In his work, /MarksMade/StainedLand/*.png, Felix uses the process of repairing a salvaged greenhouse as a frame to tell a visual story about the afterlives of landfill sites. In this, Felix works with the process of restor(y)ation, the idea that the processes of ecological restoration and healing of environment require new stories of our relationships to the places we inhabit*. In his work, Felix creates a visual story about sites in London that are moving through a phase of ecological restoration after being landfill sites. A focus is put on Stave Hill Ecological Park in Rotherhithe, a community led park on the remnants of the London timber docks, and a domestic waste landfill site. The park’s hill was landscaped from rubble and domestic waste excavated from the site. The story is comprised of computational photography of the sites alongside a hypertext animated story on an e-paper screen, live photography of the spirits of the greenhouse, and a modified Kindle containing data about the sites. The story tells of the creation and existence of new spirits of the land through the ritual act of preparing landfill site, referencing the Irish mythological immortal spirits, the Aos Sí, who dwell inside hills, and the formation of earthen long barrows in Neolithic Britain which were ceremonious burial sites.

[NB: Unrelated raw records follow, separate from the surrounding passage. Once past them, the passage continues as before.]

//! Error types for MacroLens core.

use std::{error::Error, fmt, io};

/// Error type for MacroLens core operations.
#[derive(Debug)]
pub enum MacroLensError {
    /// A category mapping had no entries to total.
    EmptyMapping,
    /// The snapshot has not been loaded, or loading it failed.
    SnapshotAbsent,
    /// Retrieving the snapshot failed before a document was received.
    Fetch(String),
    /// The snapshot document did not match the expected schema.
    Decode(serde_json::Error),
    /// An underlying I/O error.
    Io(io::Error),
    /// A chart name that does not match any dashboard chart.
    UnknownChart(String),
}

impl fmt::Display for MacroLensError {
    fn fmt(&self, f: &mut fmt::Formatter<'_>) -> fmt::Result {
        match self {
            Self::EmptyMapping => write!(f, "cannot total an empty mapping"),
            Self::SnapshotAbsent => write!(f, "snapshot is not available"),
            Self::Fetch(message) => write!(f, "fetch failed: {message}"),
            Self::Decode(err) => write!(f, "invalid snapshot: {err}"),
            Self::Io(err) => write!(f, "io error: {err}"),
            Self::UnknownChart(name) => write!(f, "unknown chart: {name}"),
        }
    }
}

impl Error for MacroLensError {
    fn source(&self) -> Option<&(dyn Error + 'static)> {
        match self {
            Self::Decode(err) => Some(err),
            Self::Io(err) => Some(err),
            _ => None,
        }
    }
}

impl From<io::Error> for MacroLensError {
    fn from(value: io::Error) -> Self {
        Self::Io(value)
    }
}

impl From<serde_json::Error> for MacroLensError {
    fn from(value: serde_json::Error) -> Self {
        Self::Decode(value)
    }
}

/// Convenience result type for MacroLens core.
pub type Result<T> = std::result::Result<T, MacroLensError>;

*Robin Wall Kimmerer, Braiding Sweetgrass, 2013


Felix Loftus is a computational artist and researcher from London who works with digital environmental photography and interactive storytelling. His work is concerned with human relations to the land, to food, and to the more-than-human, how these relations are entangled with colonial and imperial logics, and how creative practitioners can use storytelling and speculative creative methods for upsetting these oppressive structures. In his creative computing practice he uses creative sensing and game design for multispecies restor(y)ation, and creates photographic narrative games about privatised land in the UK. He researches and writes about carceral optics and logics in environmental technologies, contemporary movements towards de-enclosure and emergent urban commons. He is an active member of tech and housing justice organising groups and works. Felix is currently undertaking an MA at Goldsmiths in Computational Arts and works as an educator for children in science, and physical computing.